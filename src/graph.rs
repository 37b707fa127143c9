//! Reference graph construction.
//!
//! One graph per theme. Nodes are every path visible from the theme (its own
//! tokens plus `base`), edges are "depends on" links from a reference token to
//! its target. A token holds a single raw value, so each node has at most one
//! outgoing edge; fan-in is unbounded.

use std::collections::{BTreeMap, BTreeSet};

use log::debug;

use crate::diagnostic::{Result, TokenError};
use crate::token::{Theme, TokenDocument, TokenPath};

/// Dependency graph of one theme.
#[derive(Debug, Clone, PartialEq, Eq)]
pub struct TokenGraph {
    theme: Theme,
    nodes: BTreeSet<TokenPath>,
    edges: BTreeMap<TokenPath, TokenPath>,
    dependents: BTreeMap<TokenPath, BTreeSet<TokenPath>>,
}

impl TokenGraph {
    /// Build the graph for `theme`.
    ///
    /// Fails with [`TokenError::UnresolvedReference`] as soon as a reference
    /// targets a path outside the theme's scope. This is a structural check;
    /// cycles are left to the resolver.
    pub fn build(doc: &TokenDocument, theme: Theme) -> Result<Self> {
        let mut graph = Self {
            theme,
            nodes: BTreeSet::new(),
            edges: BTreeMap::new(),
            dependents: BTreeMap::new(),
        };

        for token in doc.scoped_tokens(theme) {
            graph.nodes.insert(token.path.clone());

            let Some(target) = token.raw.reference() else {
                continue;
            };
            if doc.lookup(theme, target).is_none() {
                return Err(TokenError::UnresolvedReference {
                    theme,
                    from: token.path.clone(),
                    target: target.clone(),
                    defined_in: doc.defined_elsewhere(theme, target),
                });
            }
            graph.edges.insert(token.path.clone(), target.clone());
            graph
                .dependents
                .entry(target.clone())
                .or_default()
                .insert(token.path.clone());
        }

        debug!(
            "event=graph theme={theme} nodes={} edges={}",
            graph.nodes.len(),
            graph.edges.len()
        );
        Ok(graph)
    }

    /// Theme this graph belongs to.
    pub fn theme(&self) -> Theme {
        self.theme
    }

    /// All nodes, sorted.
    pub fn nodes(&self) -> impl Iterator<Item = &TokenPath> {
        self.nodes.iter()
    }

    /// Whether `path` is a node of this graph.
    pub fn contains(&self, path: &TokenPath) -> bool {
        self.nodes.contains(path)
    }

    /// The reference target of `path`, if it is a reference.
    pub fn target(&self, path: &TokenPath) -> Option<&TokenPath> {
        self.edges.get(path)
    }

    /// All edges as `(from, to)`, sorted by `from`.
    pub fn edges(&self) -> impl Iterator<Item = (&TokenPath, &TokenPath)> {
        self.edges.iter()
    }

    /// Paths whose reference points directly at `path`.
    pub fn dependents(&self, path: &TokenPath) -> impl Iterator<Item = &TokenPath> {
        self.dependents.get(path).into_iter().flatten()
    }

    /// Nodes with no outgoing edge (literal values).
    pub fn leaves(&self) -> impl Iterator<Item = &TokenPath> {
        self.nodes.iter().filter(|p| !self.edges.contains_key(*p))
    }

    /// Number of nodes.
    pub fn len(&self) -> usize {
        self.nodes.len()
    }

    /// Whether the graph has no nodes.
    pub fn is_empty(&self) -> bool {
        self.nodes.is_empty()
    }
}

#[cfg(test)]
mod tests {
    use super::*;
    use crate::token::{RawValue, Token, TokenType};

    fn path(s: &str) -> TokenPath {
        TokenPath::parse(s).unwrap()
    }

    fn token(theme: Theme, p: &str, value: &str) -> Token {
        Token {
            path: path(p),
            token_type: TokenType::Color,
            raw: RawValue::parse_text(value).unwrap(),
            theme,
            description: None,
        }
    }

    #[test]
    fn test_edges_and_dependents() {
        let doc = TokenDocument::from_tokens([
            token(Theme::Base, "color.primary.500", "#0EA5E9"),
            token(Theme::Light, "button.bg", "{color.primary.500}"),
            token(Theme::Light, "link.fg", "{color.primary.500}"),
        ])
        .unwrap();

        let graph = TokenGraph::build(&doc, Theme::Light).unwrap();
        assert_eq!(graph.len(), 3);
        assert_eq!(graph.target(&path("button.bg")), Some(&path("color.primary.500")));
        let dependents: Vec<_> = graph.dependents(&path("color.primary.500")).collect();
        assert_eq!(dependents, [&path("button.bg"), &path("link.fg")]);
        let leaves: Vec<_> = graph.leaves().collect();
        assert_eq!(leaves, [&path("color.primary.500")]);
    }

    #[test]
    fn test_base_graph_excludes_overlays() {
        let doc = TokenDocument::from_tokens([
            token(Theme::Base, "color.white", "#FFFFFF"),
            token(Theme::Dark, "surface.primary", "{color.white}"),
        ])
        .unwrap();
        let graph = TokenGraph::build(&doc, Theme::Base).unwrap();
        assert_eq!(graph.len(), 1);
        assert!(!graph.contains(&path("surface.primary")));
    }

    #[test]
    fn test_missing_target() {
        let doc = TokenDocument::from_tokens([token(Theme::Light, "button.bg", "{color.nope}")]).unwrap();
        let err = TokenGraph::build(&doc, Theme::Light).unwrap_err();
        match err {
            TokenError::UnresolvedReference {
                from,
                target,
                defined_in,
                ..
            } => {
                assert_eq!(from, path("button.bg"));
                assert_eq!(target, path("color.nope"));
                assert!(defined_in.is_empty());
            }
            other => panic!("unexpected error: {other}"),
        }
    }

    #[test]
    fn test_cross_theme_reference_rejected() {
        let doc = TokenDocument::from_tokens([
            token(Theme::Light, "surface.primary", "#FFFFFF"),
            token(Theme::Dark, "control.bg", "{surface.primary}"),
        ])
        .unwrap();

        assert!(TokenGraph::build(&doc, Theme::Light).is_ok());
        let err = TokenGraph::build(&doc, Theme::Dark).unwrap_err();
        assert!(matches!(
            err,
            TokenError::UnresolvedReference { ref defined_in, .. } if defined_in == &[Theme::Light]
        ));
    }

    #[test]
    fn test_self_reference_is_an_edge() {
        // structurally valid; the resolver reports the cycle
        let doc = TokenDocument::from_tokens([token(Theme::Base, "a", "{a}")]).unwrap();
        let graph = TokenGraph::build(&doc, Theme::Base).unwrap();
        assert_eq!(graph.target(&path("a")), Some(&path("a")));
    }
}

* * *

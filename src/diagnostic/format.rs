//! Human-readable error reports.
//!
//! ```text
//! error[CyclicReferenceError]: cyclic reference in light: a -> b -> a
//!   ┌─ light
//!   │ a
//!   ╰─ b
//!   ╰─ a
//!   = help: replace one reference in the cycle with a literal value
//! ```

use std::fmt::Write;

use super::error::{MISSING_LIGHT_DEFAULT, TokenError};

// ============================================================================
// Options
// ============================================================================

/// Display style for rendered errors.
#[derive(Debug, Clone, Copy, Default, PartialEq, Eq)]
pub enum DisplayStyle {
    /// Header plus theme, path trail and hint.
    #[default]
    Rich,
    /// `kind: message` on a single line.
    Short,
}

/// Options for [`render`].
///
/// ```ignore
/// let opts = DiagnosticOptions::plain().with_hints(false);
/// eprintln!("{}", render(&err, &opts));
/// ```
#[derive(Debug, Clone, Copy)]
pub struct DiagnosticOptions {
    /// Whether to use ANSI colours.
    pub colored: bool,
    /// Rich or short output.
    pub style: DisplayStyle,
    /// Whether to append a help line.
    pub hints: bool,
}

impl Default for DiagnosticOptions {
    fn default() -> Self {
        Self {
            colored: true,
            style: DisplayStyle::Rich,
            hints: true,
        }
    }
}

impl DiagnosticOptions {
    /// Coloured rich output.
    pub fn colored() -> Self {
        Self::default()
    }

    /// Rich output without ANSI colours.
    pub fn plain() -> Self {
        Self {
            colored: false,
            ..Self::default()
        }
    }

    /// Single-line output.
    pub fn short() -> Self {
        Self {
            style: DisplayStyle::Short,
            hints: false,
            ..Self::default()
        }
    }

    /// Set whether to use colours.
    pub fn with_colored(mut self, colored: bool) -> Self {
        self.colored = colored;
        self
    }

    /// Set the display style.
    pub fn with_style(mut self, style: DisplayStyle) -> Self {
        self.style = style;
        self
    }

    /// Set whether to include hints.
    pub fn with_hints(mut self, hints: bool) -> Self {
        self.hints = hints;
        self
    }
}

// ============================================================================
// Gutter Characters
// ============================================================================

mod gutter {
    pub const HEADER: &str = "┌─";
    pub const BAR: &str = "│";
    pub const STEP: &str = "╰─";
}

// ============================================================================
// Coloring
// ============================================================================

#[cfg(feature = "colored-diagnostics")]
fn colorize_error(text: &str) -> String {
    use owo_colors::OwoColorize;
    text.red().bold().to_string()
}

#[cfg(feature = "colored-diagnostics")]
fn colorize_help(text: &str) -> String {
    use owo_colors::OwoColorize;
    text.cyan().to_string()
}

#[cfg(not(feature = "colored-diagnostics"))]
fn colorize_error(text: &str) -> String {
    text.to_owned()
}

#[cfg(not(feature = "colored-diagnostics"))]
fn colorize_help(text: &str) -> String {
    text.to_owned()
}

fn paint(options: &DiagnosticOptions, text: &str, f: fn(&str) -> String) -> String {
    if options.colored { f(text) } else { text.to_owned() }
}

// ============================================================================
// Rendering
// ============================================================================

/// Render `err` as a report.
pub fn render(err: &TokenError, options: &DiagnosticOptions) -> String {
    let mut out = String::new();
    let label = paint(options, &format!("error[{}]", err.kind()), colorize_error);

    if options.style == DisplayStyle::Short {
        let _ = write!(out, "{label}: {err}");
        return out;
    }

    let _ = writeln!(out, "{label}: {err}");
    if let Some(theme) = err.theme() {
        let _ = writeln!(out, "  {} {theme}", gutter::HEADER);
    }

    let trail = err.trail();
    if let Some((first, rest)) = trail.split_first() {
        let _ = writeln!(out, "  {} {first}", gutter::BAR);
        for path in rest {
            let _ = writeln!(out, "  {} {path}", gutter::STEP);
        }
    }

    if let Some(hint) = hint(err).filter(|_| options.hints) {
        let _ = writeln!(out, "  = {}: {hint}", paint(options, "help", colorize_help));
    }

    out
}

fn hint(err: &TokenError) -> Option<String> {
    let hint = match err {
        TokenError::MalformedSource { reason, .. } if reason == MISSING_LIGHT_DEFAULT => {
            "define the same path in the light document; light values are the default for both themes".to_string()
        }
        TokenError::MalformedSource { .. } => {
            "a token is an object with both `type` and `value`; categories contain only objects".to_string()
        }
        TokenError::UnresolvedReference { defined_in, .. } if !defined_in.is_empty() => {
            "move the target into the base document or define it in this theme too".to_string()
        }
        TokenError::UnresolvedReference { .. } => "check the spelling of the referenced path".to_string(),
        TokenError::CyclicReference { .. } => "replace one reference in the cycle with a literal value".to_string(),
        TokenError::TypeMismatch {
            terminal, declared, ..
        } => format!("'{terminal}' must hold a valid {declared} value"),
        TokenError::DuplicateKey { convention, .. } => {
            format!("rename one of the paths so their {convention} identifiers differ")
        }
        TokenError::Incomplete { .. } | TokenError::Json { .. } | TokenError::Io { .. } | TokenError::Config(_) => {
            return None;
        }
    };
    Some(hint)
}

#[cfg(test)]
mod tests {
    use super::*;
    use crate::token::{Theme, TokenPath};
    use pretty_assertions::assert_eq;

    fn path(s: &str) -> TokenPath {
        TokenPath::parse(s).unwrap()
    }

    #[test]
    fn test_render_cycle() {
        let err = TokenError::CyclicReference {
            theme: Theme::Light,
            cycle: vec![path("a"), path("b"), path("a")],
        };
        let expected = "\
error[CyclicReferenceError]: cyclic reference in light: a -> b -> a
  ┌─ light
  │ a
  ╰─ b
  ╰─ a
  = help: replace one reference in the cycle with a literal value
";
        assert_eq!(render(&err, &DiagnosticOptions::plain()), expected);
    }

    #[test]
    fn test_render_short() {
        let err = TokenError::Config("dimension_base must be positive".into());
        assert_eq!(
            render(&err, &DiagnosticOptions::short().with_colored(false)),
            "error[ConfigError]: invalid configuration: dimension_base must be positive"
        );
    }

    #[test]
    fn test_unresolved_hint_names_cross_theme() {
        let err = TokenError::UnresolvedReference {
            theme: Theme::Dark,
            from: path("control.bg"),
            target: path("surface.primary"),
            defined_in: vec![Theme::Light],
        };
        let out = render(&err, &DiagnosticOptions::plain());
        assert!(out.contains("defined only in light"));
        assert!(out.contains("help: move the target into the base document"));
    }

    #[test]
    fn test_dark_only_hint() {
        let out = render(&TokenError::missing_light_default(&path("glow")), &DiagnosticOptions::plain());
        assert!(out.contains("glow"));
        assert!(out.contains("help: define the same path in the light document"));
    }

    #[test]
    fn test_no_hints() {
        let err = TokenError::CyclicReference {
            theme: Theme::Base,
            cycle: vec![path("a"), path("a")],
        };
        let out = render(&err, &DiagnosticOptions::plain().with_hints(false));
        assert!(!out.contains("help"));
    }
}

== WHAT YOU ARE ASKED TO DO ==
Only the lines from the one containing "self.dependents.get(path).into_iter().flatten()" through the one containing "Number of nodes." are to be retyped, both boundary lines included, with no other material.

== ANSWER TO THIS PROBLEM ==
        self.dependents.get(path).into_iter().flatten()
    }

    /// Nodes with no outgoing edge (literal values).
    pub fn leaves(&self) -> impl Iterator<Item = &TokenPath> {
        self.nodes.iter().filter(|p| !self.edges.contains_key(*p))
    }

    /// Number of nodes.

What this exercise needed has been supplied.